The data —
• • •
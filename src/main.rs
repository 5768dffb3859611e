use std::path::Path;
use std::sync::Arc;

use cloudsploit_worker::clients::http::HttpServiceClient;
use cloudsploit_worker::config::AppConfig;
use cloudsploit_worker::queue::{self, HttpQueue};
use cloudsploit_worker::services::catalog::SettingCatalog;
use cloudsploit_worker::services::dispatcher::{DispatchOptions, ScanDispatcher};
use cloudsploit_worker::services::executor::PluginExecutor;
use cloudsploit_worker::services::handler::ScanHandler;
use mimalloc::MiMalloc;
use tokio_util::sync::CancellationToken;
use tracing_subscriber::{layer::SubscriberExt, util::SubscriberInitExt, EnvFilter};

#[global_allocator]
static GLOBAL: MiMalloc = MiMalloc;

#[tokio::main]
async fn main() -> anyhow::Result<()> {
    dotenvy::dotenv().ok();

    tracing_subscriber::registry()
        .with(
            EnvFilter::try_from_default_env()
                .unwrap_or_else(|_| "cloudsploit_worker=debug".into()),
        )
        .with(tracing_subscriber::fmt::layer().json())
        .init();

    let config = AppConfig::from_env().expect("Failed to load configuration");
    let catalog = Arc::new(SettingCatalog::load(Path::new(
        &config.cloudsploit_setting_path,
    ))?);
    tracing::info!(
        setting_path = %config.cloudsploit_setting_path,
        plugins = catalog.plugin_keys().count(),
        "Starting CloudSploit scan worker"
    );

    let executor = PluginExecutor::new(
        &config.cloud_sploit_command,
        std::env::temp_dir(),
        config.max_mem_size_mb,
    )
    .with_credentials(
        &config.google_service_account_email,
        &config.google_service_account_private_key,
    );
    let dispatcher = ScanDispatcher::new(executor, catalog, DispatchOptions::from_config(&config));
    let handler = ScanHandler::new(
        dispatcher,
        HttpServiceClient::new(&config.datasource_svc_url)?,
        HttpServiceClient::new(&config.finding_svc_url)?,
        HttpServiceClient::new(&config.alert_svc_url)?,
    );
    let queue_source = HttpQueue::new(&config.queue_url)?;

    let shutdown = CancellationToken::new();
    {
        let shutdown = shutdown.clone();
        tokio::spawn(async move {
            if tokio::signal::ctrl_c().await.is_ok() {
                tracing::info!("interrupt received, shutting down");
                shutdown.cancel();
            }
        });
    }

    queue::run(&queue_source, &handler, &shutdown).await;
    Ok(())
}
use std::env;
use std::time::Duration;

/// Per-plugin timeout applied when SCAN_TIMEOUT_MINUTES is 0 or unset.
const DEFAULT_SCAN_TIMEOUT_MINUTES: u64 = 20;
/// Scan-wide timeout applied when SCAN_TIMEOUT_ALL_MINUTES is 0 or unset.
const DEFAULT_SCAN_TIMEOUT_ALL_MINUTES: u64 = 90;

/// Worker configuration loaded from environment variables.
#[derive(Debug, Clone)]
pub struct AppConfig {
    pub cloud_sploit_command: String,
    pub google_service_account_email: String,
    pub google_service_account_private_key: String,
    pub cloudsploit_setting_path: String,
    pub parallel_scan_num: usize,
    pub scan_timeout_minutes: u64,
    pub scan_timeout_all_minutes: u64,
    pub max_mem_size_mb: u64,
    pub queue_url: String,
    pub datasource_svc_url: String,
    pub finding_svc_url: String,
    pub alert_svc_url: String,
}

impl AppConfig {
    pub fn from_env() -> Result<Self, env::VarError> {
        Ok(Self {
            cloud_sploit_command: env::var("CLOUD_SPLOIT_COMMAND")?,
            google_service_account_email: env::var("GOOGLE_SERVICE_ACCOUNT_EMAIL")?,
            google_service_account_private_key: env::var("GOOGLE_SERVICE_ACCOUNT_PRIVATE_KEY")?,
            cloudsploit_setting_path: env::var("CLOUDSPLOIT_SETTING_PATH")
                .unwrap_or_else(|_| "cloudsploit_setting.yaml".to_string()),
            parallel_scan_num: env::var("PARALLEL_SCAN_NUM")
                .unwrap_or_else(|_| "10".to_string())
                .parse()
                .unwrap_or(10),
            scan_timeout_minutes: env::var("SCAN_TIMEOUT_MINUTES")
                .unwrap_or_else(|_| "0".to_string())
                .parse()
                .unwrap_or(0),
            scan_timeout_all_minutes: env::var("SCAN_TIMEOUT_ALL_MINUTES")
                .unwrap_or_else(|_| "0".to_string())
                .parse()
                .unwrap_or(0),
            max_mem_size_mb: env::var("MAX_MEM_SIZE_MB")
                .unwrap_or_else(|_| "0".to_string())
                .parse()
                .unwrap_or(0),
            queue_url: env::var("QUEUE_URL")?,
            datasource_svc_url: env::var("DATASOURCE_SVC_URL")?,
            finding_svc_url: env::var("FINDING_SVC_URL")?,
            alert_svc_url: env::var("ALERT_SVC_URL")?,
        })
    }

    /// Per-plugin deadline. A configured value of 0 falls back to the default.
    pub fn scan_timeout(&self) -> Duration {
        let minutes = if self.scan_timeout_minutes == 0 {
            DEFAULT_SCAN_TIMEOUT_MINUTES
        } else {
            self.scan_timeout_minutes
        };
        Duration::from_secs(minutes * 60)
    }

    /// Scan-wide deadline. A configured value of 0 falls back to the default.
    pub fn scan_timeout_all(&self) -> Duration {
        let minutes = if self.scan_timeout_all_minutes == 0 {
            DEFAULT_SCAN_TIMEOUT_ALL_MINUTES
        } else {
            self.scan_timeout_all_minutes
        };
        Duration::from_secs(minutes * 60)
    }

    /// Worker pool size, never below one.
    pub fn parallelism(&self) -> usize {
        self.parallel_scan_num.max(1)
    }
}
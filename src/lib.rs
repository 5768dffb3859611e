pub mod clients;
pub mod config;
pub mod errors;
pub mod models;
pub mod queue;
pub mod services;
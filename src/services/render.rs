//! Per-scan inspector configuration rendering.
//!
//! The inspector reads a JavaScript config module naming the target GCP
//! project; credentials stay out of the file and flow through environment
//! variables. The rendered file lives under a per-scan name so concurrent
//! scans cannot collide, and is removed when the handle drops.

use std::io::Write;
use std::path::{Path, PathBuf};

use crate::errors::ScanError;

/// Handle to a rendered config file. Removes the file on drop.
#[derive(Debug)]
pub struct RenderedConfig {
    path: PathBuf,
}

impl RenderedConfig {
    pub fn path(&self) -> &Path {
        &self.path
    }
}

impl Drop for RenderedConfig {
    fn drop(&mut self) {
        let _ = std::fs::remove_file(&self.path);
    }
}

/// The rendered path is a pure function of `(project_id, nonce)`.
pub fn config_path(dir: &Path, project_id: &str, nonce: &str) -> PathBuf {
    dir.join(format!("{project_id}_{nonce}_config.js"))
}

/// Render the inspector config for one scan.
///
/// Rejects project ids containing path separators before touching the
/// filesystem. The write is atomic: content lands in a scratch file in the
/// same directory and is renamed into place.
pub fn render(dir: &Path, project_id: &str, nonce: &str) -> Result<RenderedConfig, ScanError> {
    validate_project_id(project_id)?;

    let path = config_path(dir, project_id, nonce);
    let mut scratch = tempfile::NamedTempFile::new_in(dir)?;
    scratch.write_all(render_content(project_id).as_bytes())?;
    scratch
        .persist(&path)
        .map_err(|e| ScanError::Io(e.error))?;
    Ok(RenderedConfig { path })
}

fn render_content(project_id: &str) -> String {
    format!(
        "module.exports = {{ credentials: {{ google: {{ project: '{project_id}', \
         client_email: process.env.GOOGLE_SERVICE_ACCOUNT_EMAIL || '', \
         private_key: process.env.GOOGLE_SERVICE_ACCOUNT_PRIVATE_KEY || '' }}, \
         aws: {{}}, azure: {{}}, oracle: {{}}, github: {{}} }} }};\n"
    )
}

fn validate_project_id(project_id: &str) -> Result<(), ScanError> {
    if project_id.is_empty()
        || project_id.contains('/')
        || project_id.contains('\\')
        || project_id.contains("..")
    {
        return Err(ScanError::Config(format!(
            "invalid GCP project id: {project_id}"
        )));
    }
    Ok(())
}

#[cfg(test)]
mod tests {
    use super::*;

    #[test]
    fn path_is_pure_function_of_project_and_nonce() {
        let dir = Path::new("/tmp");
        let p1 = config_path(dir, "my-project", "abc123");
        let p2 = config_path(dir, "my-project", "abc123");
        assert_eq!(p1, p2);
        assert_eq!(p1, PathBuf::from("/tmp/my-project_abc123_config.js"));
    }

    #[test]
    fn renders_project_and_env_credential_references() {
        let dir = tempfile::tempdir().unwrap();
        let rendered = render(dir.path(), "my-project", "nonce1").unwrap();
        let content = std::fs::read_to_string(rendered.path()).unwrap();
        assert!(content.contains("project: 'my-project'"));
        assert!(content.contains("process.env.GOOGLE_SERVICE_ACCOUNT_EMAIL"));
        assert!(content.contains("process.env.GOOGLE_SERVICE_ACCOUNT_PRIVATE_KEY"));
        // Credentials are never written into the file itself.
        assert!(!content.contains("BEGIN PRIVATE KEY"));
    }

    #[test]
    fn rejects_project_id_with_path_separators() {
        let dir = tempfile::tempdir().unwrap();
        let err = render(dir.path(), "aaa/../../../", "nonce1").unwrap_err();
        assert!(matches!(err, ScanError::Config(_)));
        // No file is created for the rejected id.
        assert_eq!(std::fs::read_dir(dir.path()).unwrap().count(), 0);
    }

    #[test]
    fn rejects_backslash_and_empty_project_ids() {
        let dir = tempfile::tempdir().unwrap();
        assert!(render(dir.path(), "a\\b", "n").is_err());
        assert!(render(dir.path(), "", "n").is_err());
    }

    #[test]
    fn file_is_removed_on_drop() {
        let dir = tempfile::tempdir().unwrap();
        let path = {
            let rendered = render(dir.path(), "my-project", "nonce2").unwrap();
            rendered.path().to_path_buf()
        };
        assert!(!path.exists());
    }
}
• • •
Exercise aim — Set down, from the entries above, exactly the lines from the one with "pub mod queue;" up to and including the one with "name so concurrent", and no other lines.

Answer —
pub mod queue;
pub mod services;
filename src/services/render.rs
//! Per-scan inspector configuration rendering.
//!
//! The inspector reads a JavaScript config module naming the target GCP
//! project; credentials stay out of the file and flow through environment
//! variables. The rendered file lives under a per-scan name so concurrent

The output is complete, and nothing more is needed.